# Anyone making a living on shops with cafepress etc?



## unregistered (Feb 13, 2007)

Just curious if anyone is making a living off cafepress and websites that are similiar.


----------



## Solmu (Aug 15, 2005)

Yes, some people are.


----------



## slackira (Feb 22, 2007)

I have a dozen shops at cafepress.All of them basic.I've only made 18.00 bucks after 10 months of joining.The problem is that basic shopkeepers dont actually get a lot of exposure there.And there are millions of members.


----------



## Moo Spot Prints (Jul 16, 2006)

unregistered said:


> Just curious if anyone is making a living off cafepress and websites that are similiar.


Absolutely. They people who run it are doing quite well. 

You're going to have to do more than just slap a few designs up there. You need to create demand (or find some) on your own.


----------



## Rodney (Nov 3, 2004)

Yes, I know of several people making a living there.



> The problem is that basic shopkeepers dont actually get a lot of exposure there.


The basic shopkeepers get exposure in the marketplace as well, but with any fulfillment company, the majority of the exposure shouldn't be coming from the fulfillment company, it should be coming from your own efforts/marketing/advertising. 

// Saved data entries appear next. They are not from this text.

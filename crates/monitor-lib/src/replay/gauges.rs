//! Per-status gauges fed by the replay loop

use prometheus::{Gauge, Registry};
use serde::Serialize;

/// Gauges holding the most recently replayed count per status
#[derive(Clone)]
pub struct TransactionGauges {
    approved: Gauge,
    denied: Gauge,
    failed: Gauge,
    reversed: Gauge,
}

/// Point-in-time copy of the gauge values
#[derive(Debug, Clone, Copy, PartialEq, Serialize)]
pub struct GaugeSnapshot {
    pub approved: f64,
    pub denied: f64,
    pub failed: f64,
    pub reversed: f64,
}

impl TransactionGauges {
    /// Create the gauges and register them on `registry`
    pub fn register(registry: &Registry) -> prometheus::Result<Self> {
        let gauges = Self {
            approved: Gauge::new(
                "transactions_approved_total",
                "Number of transactions approved in the last minute.",
            )?,
            denied: Gauge::new(
                "transactions_denied_total",
                "Number of transactions declined in the last minute.",
            )?,
            failed: Gauge::new(
                "transactions_failed_total",
                "Number of failed transactions in the last minute.",
            )?,
            reversed: Gauge::new(
                "transactions_reversed_total",
                "Number of transactions reversed in the last minute.",
            )?,
        };

        registry.register(Box::new(gauges.approved.clone()))?;
        registry.register(Box::new(gauges.denied.clone()))?;
        registry.register(Box::new(gauges.failed.clone()))?;
        registry.register(Box::new(gauges.reversed.clone()))?;

        Ok(gauges)
    }

    /// Apply one replayed row
    ///
    /// The matching gauge is set (reversal labels accumulate into the
    /// reversed gauge) and every other gauge drops back to zero. The reversed
    /// gauge only resets when the status is not a reversal of any kind.
    pub fn apply(&self, status: &str, count: f64) {
        match status {
            "approved" => self.approved.set(count),
            "denied" => self.denied.set(count),
            "failed" => self.failed.set(count),
            "reversed" | "backend_reversed" => self.reversed.add(count),
            _ => {}
        }

        if status != "approved" {
            self.approved.set(0.0);
        }
        if status != "denied" {
            self.denied.set(0.0);
        }
        if status != "failed" {
            self.failed.set(0.0);
        }
        if !status.contains("reversed") {
            self.reversed.set(0.0);
        }
    }

    pub fn snapshot(&self) -> GaugeSnapshot {
        GaugeSnapshot {
            approved: self.approved.get(),
            denied: self.denied.get(),
            failed: self.failed.get(),
            reversed: self.reversed.get(),
        }
    }
}

#[cfg(test)]
mod tests {
    use super::*;

    fn gauges() -> TransactionGauges {
        TransactionGauges::register(&Registry::new()).unwrap()
    }

    #[test]
    fn test_only_current_status_is_nonzero() {
        let gauges = gauges();
        gauges.apply("approved", 120.0);
        gauges.apply("denied", 4.0);

        let snapshot = gauges.snapshot();
        assert_eq!(snapshot.approved, 0.0);
        assert_eq!(snapshot.denied, 4.0);
        assert_eq!(snapshot.failed, 0.0);
        assert_eq!(snapshot.reversed, 0.0);
    }

    #[test]
    fn test_consecutive_reversals_accumulate() {
        let gauges = gauges();
        gauges.apply("reversed", 2.0);
        gauges.apply("backend_reversed", 3.0);
        assert_eq!(gauges.snapshot().reversed, 5.0);

        gauges.apply("failed", 1.0);
        let snapshot = gauges.snapshot();
        assert_eq!(snapshot.reversed, 0.0);
        assert_eq!(snapshot.failed, 1.0);
    }

    #[test]
    fn test_unknown_status_resets_everything() {
        let gauges = gauges();
        gauges.apply("failed", 9.0);
        gauges.apply("refunded", 7.0);

        let snapshot = gauges.snapshot();
        assert_eq!(snapshot.failed, 0.0);
        assert_eq!(snapshot.approved, 0.0);
        assert_eq!(snapshot.reversed, 0.0);
    }

    #[test]
    fn test_double_registration_fails() {
        let registry = Registry::new();
        TransactionGauges::register(&registry).unwrap();
        assert!(TransactionGauges::register(&registry).is_err());
    }

    #[test]
    fn test_gauges_exposed_by_registry() {
        let registry = Registry::new();
        let gauges = TransactionGauges::register(&registry).unwrap();
        gauges.apply("denied", 3.0);

        let names: Vec<String> = registry
            .gather()
            .iter()
            .map(|f| f.get_name().to_string())
            .collect();
        assert!(names.contains(&"transactions_denied_total".to_string()));
        assert_eq!(names.len(), 4);
    }
}
//! Transaction exporter - replays the transaction log as Prometheus gauges
//!
//! Steps through the log one row per interval so dashboards see a live-looking
//! feed, and loops back to the top at end of file.

use anyhow::Result;
use std::future::Future;
use tokio::sync::broadcast;
use tokio::task::JoinHandle;
use tracing::{error, info};
use tracing_subscriber::{fmt, prelude::*, EnvFilter};
use txmon_lib::{
    health::{Component, HealthRegistry},
    observability::StructuredLogger,
    replay::{ReplayLoop, TransactionGauges},
};

mod api;
mod config;

#[tokio::main]
async fn main() -> Result<()> {
    tracing_subscriber::registry()
        .with(EnvFilter::try_from_default_env().unwrap_or_else(|_| EnvFilter::new("info")))
        .with(fmt::layer().json())
        .init();

    info!("Starting transaction-exporter");

    let config = config::ExporterConfig::load()?;
    info!(
        history_path = %config.history_path,
        metrics_port = config.metrics_port,
        step_interval_ms = config.step_interval_ms,
        "Exporter configured"
    );

    let health_registry = HealthRegistry::new();
    health_registry.register(Component::Replay).await;
    health_registry.set_ready(true).await;

    let gauges = TransactionGauges::register(prometheus::default_registry())?;
    let logger = StructuredLogger::new("transaction-exporter");

    let (shutdown_tx, shutdown_rx) = broadcast::channel(1);
    let replay = ReplayLoop::new(gauges, config.replay())
        .with_health(health_registry.clone())
        .with_logger(logger.clone());
    let replay_handle = tokio::spawn(replay.run(shutdown_rx));

    let mut server_shutdown = shutdown_tx.subscribe();
    let mut server = tokio::spawn(api::serve(
        config.metrics_port,
        health_registry,
        async move {
            let _ = server_shutdown.recv().await;
        },
    ));

    let exit = wait_for_exit(&mut server, async {
        if let Err(e) = tokio::signal::ctrl_c().await {
            error!(error = %e, "Failed to listen for shutdown signal");
        }
    })
    .await;

    match &exit {
        Ok(()) => logger.log_shutdown("SIGINT received"),
        Err(e) => {
            error!(error = %e, "Metrics server failed");
            logger.log_shutdown("metrics server failed");
        }
    }
    let _ = shutdown_tx.send(());

    if let Err(e) = replay_handle.await {
        error!(error = %e, "Replay task failed");
    }
    if exit.is_ok() {
        server.await??;
    }

    info!("Shutting down");
    exit
}

/// Wait for `signal`; returns early with an error if the server stops first
async fn wait_for_exit<F>(server: &mut JoinHandle<Result<()>>, signal: F) -> Result<()>
where
    F: Future<Output = ()>,
{
    tokio::select! {
        _ = signal => Ok(()),
        result = server => {
            result??;
            anyhow::bail!("metrics server stopped unexpectedly")
        }
    }
}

The shops (with any fulfillment company) that are doing well are the ones that the shopkeepers have heavily promoted or advertised. Any exposure from the fulfillment company is just a bonus.

It's important to remember that the company you use is just a tool. Whether it's CafePress/PrintFection/Zazzle/Spreadshirt or if you do it on your own and buy from your local screen printer (or print them yourself). You have to generate your own sales whenever you are in business trying to sell t-shirts.


----------



## JonWye (Feb 13, 2007)

Anyone who is making a living through a fullfillment service willing to post their store domain name? Not trying to be critical, just very curious! I know some people have got to be making living at it.


----------



## Rodney (Nov 3, 2004)

JonWye said:


> Anyone who is making a living through a fullfillment service willing to post their store domain name? Not trying to be critical, just very curious! I know some people have got to be making living at it.


Check out this post:
http://www.t-shirtforums.com/cafepress/t9542.html#post63858


----------



## GMONTE34 (Aug 31, 2005)

*Hello,*

*My name is Teresa I run The Federal City, Annex Online Store. I have been open now for almost 2 years now. I average around $200+ a month income. Not much but it helps out with bills and such. *

*Thanks,*
*Teresa*


----------



## Tenacious (Apr 11, 2007)

Rodney said:


> Yes, I know of several people making a living there.
> 
> 
> 
> ...


Rodney is right....... I have no clue about cafe press, I do all my own stuff myself, but you have to do your own advertising no matter what. Why wouldn't you? It's your business right? Whether "cafe" backs you or whoever....... As seen before I used to sell furniture. It was the same thing..........Where I worked they gave me the product, but I had to work it and I got a percentage. You have to make people come to you! In sales your business is what you make it. It all depends on how you want to do it. I could sit in a recliner all day and sleep, and I would still have my "job" making $0. If I wanted to make $500 dollars a day I had to get moving! You still have to work your business.


----------



## monkeylantern (Oct 16, 2005)

I suspect that 90% of users on Cafepress are making hobby-level incomes. I suspect the vast majority of business-level incomes (ie enough to support a family solely) are those who entered with a large brand already, such as the Red Cross.


----------